DESCRIPTION OF THE TASK |
Read through the listing below and return only the lines containing "beans".

** Opening SUPPLIED DATA block **

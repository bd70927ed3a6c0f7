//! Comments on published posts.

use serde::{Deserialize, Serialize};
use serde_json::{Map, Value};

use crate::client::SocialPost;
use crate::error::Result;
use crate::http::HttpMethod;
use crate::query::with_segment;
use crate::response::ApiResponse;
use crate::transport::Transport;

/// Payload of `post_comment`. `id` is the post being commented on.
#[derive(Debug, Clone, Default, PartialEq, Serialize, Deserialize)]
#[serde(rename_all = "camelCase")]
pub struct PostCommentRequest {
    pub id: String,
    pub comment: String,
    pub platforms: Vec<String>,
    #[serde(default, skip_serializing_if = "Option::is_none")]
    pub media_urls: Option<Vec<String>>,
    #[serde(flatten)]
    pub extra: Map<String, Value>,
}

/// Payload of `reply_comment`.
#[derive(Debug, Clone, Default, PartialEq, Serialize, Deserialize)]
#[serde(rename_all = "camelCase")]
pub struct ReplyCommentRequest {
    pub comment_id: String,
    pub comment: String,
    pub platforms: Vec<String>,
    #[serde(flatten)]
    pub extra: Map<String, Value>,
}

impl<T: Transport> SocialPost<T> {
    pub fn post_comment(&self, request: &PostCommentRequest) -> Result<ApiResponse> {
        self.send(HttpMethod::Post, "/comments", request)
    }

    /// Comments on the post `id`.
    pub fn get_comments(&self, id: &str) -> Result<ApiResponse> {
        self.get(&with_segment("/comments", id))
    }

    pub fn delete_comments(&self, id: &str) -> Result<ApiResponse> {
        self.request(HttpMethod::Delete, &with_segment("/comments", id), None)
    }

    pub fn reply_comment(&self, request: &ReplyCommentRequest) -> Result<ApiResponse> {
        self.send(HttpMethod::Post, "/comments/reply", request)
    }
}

** Closing SUPPLIED DATA block **
** Opening SUPPLIED DATA block **

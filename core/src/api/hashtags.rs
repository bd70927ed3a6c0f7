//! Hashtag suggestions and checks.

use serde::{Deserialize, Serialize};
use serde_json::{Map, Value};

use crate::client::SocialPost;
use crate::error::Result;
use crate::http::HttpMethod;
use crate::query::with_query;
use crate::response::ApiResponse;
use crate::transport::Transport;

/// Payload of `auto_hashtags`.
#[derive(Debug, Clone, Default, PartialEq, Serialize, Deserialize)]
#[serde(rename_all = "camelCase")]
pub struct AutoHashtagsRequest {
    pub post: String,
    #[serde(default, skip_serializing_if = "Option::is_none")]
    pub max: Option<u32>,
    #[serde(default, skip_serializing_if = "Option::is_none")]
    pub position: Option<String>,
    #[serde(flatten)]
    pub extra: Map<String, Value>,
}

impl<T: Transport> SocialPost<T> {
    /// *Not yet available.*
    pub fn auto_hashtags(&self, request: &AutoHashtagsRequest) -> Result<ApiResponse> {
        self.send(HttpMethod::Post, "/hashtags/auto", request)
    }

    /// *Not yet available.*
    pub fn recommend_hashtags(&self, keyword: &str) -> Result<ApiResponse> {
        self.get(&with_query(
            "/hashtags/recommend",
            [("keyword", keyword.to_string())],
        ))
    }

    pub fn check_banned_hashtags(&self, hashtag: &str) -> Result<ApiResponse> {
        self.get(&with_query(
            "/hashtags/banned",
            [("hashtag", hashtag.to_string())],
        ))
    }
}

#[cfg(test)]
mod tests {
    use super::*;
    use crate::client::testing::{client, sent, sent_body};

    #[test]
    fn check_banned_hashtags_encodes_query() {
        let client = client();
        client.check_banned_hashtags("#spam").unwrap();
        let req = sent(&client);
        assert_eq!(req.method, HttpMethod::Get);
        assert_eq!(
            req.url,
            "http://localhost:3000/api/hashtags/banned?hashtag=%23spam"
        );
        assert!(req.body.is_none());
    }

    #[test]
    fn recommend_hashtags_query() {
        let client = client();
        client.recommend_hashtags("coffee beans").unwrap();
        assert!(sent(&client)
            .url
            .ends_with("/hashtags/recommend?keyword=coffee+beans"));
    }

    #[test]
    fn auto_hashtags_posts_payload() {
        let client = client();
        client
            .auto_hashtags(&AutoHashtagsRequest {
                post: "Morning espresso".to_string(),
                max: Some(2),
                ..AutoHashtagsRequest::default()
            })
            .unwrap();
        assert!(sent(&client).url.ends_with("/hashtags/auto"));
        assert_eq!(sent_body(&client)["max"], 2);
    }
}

** Closing SUPPLIED DATA block **

ANSWER TO THE EXERCISE |
        client.recommend_hashtags("coffee beans").unwrap();
            .ends_with("/hashtags/recommend?keyword=coffee+beans"));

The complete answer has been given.